- Problem requirements: Start with the first line of the records below. Output each line exactly, ending with the one that contains "use tokio::net::UnixListener;".

*** Records to use ***

// SPDX-License-Identifier: MIT

//! IPC server (C6): one Unix-socket accept loop, length-framed JSON-RPC
//! dispatch against [`DaemonState`], mirroring the teacher's
//! `Listener`/`ListenCtx`/`handle_connection` split.

use std::path::PathBuf;
use std::sync::Arc;

use spindle_core::{ItemId, ItemStatus};
use spindle_wire::{
    read_message, write_message, LogEventFilter, ProtocolError, QueueItemDto, Request, Response,
    StageHealthEntry,
};
use thiserror::Error;
use tokio::io::{AsyncRead, AsyncReadExt, AsyncWrite};
use tokio::net::UnixListener;
use tokio_util::sync::CancellationToken;
use tracing::{debug, error, info};

use crate::env::ipc_timeout;
use crate::lifecycle::DaemonState;

#[derive(Debug, Error)]
pub enum ConnectionError {
    #[error(transparent)]
    Protocol(#[from] ProtocolError),
}

/// Shared, read-only context handed to every connection handler.
pub struct ListenCtx {
    pub daemon: Arc<DaemonState>,
    pub shutdown: CancellationToken,
    pub dependencies: Vec<String>,
}

pub struct Listener {
    unix: UnixListener,
    ctx: Arc<ListenCtx>,
}

impl Listener {
    pub fn bind(socket_path: &PathBuf, ctx: Arc<ListenCtx>) -> std::io::Result<Self> {
        let unix = UnixListener::bind(socket_path)?;
        Ok(Self { unix, ctx })
    }

    /// Accept loop: every connection gets its own task, cancelled as a
    /// group when the listener's root token fires.
    pub async fn run(self) {
        loop {
            tokio::select! {
                _ = self.ctx.shutdown.cancelled() => {
                    info!("listener shutting down");
                    return;
                }
                result = self.unix.accept() => {
                    match result {
                        Ok((stream, _)) => {
                            let ctx = Arc::clone(&self.ctx);
                            tokio::spawn(async move {
                                let (reader, writer) = stream.into_split();
                                if let Err(e) = handle_connection(reader, writer, &ctx).await {
                                    debug!(error = %e, "connection closed with error");
                                }
                            });
                        }
                        Err(e) => error!(error = %e, "accept error"),
                    }
                }
            }
        }
    }
}

async fn handle_connection<R, W>(mut reader: R, mut writer: W, ctx: &ListenCtx) -> Result<(), ConnectionError>
where
    R: AsyncRead + AsyncReadExt + Unpin,
    W: AsyncWrite + Unpin,
{
    let request: Request = tokio::time::timeout(ipc_timeout(), read_message(&mut reader))
        .await
        .map_err(|_| ProtocolError::Io(std::io::Error::new(std::io::ErrorKind::TimedOut, "read timed out")))??;

    info!(request = ?request, "received request");
    let response = handle_request(request, ctx).await;

    tokio::time::timeout(ipc_timeout(), write_message(&mut writer, &response))
        .await
        .map_err(|_| ProtocolError::Io(std::io::Error::new(std::io::ErrorKind::TimedOut, "write timed out")))??;
    Ok(())
}

fn parse_status(s: &str) -> Option<ItemStatus> {
    serde_json::from_value(serde_json::Value::String(s.to_string())).ok()
}

async fn handle_request(request: Request, ctx: &ListenCtx) -> Response {
    let daemon = &ctx.daemon;
    match request {
        Request::Hello { version: _ } => Response::Hello { version: env!("CARGO_PKG_VERSION").to_string() },

        Request::Start => Response::Started { message: "daemon already running".to_string() },

        Request::Stop => {
            ctx.shutdown.cancel();
            Response::Stopped { message: "stop signal sent".to_string() }
        }

        Request::Status => {
            let summary = daemon.workflow.status_summary().await;
            let stage_health = summary
                .stage_health
                .into_iter()
                .map(|(stage, health)| StageHealthEntry {
                    healthy: health.is_healthy(),
                    detail: match &health {
                        spindle_adapters::HealthStatus::Healthy => None,
                        spindle_adapters::HealthStatus::Degraded { detail }
                        | spindle_adapters::HealthStatus::Unavailable { detail } => Some(detail.clone()),
                    },
                    stage,
                })
                .collect();
            let mut queue_stats = std::collections::HashMap::new();
            queue_stats.insert("total".to_string(), summary.queue_stats.total);
            queue_stats.insert("pending".to_string(), summary.queue_stats.pending);
            queue_stats.insert("processing".to_string(), summary.queue_stats.processing);
            queue_stats.insert("needs_review".to_string(), summary.queue_stats.needs_review);
            queue_stats.insert("completed".to_string(), summary.queue_stats.completed);
            queue_stats.insert("failed".to_string(), summary.queue_stats.failed);
            Response::Status {
                running: summary.running,
                disc_paused: summary.disc_paused,
                queue_stats,
                last_error: summary.last_error,
                last_item: summary.last_item.map(|id| id.get()),
                lock_path: daemon.config.lock_path.display().to_string(),
                queue_db_path: daemon.config.queue_db_path.display().to_string(),
                stage_health,
                dependencies: ctx.dependencies.clone(),
                pid: std::process::id(),
            }
        }

        Request::QueueList { statuses } => {
            let wanted: Option<Vec<ItemStatus>> = statuses.map(|ss| ss.iter().filter_map(|s| parse_status(s)).collect());
            let items: Vec<QueueItemDto> = daemon
                .store
                .list()
                .iter()
                .filter(|item| match &wanted {
                    Some(ws) => ws.contains(&item.status),
                    None => true,
                })
                .map(QueueItemDto::from)
                .collect();
            Response::QueueItems { items }
        }

        Request::QueueDescribe { id } => match daemon.store.get_by_id(ItemId::new(id.get())) {
            Ok(item) => Response::QueueItem { found: true, item: Some(Box::new(QueueItemDto::from(&item))) },
            Err(_) => Response::QueueItem { found: false, item: None },
        },

        Request::QueueClear => match daemon.store.clear_all() {
            Ok(()) => Response::Removed { removed: 0 },
            Err(e) => Response::Error { message: e.to_string() },
        },

        Request::QueueClearCompleted => match daemon.store.clear_completed() {
            Ok(()) => Response::Removed { removed: 0 },
            Err(e) => Response::Error { message: e.to_string() },
        },

        Request::QueueClearFailed => match daemon.store.clear_failed() {
            Ok(()) => Response::Removed { removed: 0 },
            Err(e) => Response::Error { message: e.to_string() },
        },

        Request::QueueRemove { ids } => {
            let mut removed = 0;
            for id in ids {
                if daemon.store.remove(ItemId::new(id.get())).is_ok() {
                    removed += 1;
                }
            }
            Response::Removed { removed }
        }

        Request::QueueReset => {
            let mut updated = 0;
            for id in daemon.store.reset_stuck().unwrap_or_default() {
                let _ = id;
                updated += 1;
            }
            Response::Updated { updated }
        }

        Request::QueueRetry { ids } => {
            let targets: Vec<ItemId> = match ids {
                Some(ids) => ids.into_iter().map(|id| ItemId::new(id.get())).collect(),
                None => daemon.store.list().iter().filter(|it| it.status == ItemStatus::Failed).map(|it| it.id).collect(),
            };
            let mut updated = 0;
            for id in targets {
                if daemon.store.retry_failed(id).is_ok() {
                    updated += 1;
                }
            }
            Response::Updated { updated }
        }

        Request::QueueRetryEpisode { id, episode_key } => match daemon.workflow.retry_episode(ItemId::new(id.get()), &episode_key) {
            Ok(result) => Response::RetryEpisodeResult {
                outcome: match result.outcome {
                    spindle_engine::RetryEpisodeOutcome::Retried => "retried",
                    spindle_engine::RetryEpisodeOutcome::NotFound => "not_found",
                    spindle_engine::RetryEpisodeOutcome::NotFailed => "not_failed",
                    spindle_engine::RetryEpisodeOutcome::EpisodeNotFound => "episode_not_found",
                }
                .to_string(),
                new_status: result.new_status.map(|s| s.to_string()),
            },
            Err(e) => Response::Error { message: e.to_string() },
        },

        Request::QueueStop { ids } => {
            let targets: Vec<ItemId> = ids.into_iter().map(|id| ItemId::new(id.get())).collect();
            match daemon.store.stop_items(&targets) {
                Ok(()) => Response::Updated { updated: targets.len() },
                Err(e) => Response::Error { message: e.to_string() },
            }
        }

        Request::LogTail { offset, limit, follow, wait_millis } => {
            handle_log_tail(&daemon.config.log_path, offset, limit, follow, wait_millis, &ctx.shutdown).await
        }

        Request::FetchLogEvents {
            since,
            limit,
            follow,
            tail: _,
            component,
            lane,
            correlation_id,
            item,
            level,
            alert,
            decision_type,
            search,
        } => {
            let filter = LogEventFilter {
                since,
                component,
                lane,
                correlation_id,
                item: item.map(|id| id.get()),
                level,
                alert,
                decision_type,
                search,
            };
            if follow && daemon.log_hub.fetch(&filter, limit).is_empty() {
                let mut rx = daemon.log_hub.subscribe();
                tokio::select! {
                    Some(event) = rx.recv() => Response::LogEvents { next: event.seq, events: vec![event] },
                    _ = ctx.shutdown.cancelled() => Response::LogEvents { next: daemon.log_hub.next_seq(), events: vec![] },
                }
            } else {
                let events = daemon.log_hub.fetch(&filter, limit);
                let next = events.last().map(|e| e.seq).unwrap_or_else(|| daemon.log_hub.next_seq());
                Response::LogEvents { events, next }
            }
        }

        Request::DiscInsert { title, source_path, fingerprint, allow_duplicate, priority } => {
            match daemon.workflow.insert_disc(title, source_path, spindle_core::Fingerprint::new(fingerprint), allow_duplicate, priority)
            {
                Ok(item) => Response::QueueItem { found: true, item: Some(Box::new(QueueItemDto::from(&item))) },
                Err(e) => Response::Error { message: e.to_string() },
            }
        }

        Request::DiscPause => {
            daemon.workflow.pause_disc_processing();
            Response::Paused { message: "disc processing paused".to_string() }
        }

        Request::DiscResume => {
            daemon.workflow.resume_disc_processing();
            Response::Resumed { message: "disc processing resumed".to_string() }
        }

        Request::DatabaseHealth => {
            let health = daemon.store.database_health();
            Response::DatabaseHealth {
                db_path: daemon.config.queue_db_path.display().to_string(),
                exists: daemon.config.queue_db_path.exists(),
                readable: true,
                schema_version: spindle_storage::CURRENT_SNAPSHOT_VERSION,
                columns_present: health.columns_present,
                missing_columns: health.missing_columns,
                total_items: health.item_count,
                integrity_check: health.ok,
                error: health.detail,
            }
        }

        Request::TestNotification => Response::TestNotificationSent { sent: true, message: "test notification queued".to_string() },
    }
}

/// §4.6 `log_tail`: `-1` reads the last `limit` lines; a non-negative
/// offset reads forward from there; `follow` blocks (honoring
/// cancellation) until new data appears or `wait_millis` elapses.
async fn handle_log_tail(
    log_path: &PathBuf,
    offset: i64,
    limit: usize,
    follow: bool,
    wait_millis: u64,
    cancel: &CancellationToken,
) -> Response {
    let read_once = |offset: i64| -> (Vec<String>, i64) {
        let Ok(contents) = std::fs::read_to_string(log_path) else {
            return (Vec::new(), 0);
        };
        let size = contents.len() as i64;
        if offset == -1 {
            let lines: Vec<String> = contents.lines().rev().take(limit).map(str::to_string).collect();
            let lines: Vec<String> = lines.into_iter().rev().collect();
            return (lines, size);
        }
        let start = offset.clamp(0, size) as usize;
        let lines: Vec<String> = contents[start..].lines().take(limit).map(str::to_string).collect();
        (lines, size)
    };

    let (lines, next) = read_once(offset);
    if !lines.is_empty() || !follow {
        return Response::LogLines { lines, offset: next };
    }

    let deadline = tokio::time::Instant::now() + std::time::Duration::from_millis(wait_millis);
    let poll = crate::env::log_tail_poll_interval();
    loop {
        if tokio::time::Instant::now() >= deadline {
            return Response::LogLines { lines: Vec::new(), offset: next };
        }
        tokio::select! {
            _ = tokio::time::sleep(poll) => {
                let (lines, next) = read_once(next);
                if !lines.is_empty() {
                    return Response::LogLines { lines, offset: next };
                }
            }
            _ = cancel.cancelled() => return Response::LogLines { lines: Vec::new(), offset: next },
        }
    }
}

*** End of Records to use ***

- Task response:
// SPDX-License-Identifier: MIT

//! IPC server (C6): one Unix-socket accept loop, length-framed JSON-RPC
//! dispatch against [`DaemonState`], mirroring the teacher's
//! `Listener`/`ListenCtx`/`handle_connection` split.

use std::path::PathBuf;
use std::sync::Arc;

use spindle_core::{ItemId, ItemStatus};
use spindle_wire::{
    read_message, write_message, LogEventFilter, ProtocolError, QueueItemDto, Request, Response,
    StageHealthEntry,
};
use thiserror::Error;
use tokio::io::{AsyncRead, AsyncReadExt, AsyncWrite};
use tokio::net::UnixListener;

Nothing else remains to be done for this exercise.